WORK INSTRUCTION - Please tally every line in the listing below where the word "true" appears, then give the number and nothing more.
· · ·
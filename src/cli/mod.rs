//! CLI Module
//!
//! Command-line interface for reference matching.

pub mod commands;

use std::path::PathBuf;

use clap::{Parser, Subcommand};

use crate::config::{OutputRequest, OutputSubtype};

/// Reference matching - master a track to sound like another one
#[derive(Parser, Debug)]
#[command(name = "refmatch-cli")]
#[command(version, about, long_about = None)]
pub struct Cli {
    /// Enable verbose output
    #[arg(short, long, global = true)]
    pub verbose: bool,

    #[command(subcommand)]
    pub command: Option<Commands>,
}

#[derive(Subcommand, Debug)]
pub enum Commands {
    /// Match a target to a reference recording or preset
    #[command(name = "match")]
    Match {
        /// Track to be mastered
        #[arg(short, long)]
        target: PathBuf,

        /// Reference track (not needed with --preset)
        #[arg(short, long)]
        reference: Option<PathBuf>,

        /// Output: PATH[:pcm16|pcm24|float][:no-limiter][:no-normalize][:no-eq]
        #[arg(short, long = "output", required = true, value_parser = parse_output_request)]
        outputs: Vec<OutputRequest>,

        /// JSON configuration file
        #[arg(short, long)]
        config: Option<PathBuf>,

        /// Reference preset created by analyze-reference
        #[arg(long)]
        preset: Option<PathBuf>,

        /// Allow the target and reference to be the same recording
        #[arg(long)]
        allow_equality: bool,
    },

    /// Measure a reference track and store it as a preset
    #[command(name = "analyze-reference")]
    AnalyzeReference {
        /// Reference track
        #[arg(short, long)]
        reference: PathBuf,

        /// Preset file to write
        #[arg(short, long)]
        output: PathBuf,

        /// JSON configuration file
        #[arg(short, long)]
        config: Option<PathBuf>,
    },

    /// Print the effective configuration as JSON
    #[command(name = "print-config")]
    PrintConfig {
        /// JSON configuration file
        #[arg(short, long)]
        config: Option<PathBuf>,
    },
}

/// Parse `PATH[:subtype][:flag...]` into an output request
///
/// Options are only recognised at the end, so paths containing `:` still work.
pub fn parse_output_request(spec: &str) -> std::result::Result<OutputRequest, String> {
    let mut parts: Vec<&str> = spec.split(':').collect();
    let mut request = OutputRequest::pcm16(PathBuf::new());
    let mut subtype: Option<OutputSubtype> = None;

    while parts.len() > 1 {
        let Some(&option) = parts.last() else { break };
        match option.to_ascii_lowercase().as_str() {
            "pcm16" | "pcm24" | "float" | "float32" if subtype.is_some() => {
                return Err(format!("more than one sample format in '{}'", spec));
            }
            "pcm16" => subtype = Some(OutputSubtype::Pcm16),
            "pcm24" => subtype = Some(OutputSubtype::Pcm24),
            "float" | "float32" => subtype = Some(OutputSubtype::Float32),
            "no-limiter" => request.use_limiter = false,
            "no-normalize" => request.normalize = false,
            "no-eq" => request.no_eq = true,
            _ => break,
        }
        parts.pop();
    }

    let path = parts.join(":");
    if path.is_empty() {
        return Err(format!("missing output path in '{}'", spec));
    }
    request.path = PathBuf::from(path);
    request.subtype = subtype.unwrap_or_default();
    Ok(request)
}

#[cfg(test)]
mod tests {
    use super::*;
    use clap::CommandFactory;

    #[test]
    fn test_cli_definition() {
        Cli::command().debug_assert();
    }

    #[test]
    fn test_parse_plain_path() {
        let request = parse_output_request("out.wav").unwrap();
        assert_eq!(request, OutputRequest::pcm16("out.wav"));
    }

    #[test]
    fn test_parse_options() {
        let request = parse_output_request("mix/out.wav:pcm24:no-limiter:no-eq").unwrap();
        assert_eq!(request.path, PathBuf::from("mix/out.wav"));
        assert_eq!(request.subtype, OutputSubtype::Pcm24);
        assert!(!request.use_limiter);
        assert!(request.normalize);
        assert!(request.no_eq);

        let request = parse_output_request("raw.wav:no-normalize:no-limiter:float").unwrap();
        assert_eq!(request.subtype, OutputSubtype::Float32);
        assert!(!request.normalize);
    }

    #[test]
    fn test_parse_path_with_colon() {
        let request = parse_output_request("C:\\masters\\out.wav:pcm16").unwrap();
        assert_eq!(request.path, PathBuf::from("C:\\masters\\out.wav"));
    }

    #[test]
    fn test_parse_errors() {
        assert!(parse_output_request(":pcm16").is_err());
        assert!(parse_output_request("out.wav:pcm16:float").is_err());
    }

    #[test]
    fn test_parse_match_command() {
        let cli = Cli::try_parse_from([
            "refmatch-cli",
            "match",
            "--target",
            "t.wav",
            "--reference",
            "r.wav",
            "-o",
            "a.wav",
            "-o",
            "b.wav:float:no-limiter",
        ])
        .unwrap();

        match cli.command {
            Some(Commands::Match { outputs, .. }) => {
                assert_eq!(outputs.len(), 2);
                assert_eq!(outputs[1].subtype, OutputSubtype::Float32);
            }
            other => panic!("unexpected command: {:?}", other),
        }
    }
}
· · ·
WRITTEN ANSWER - 3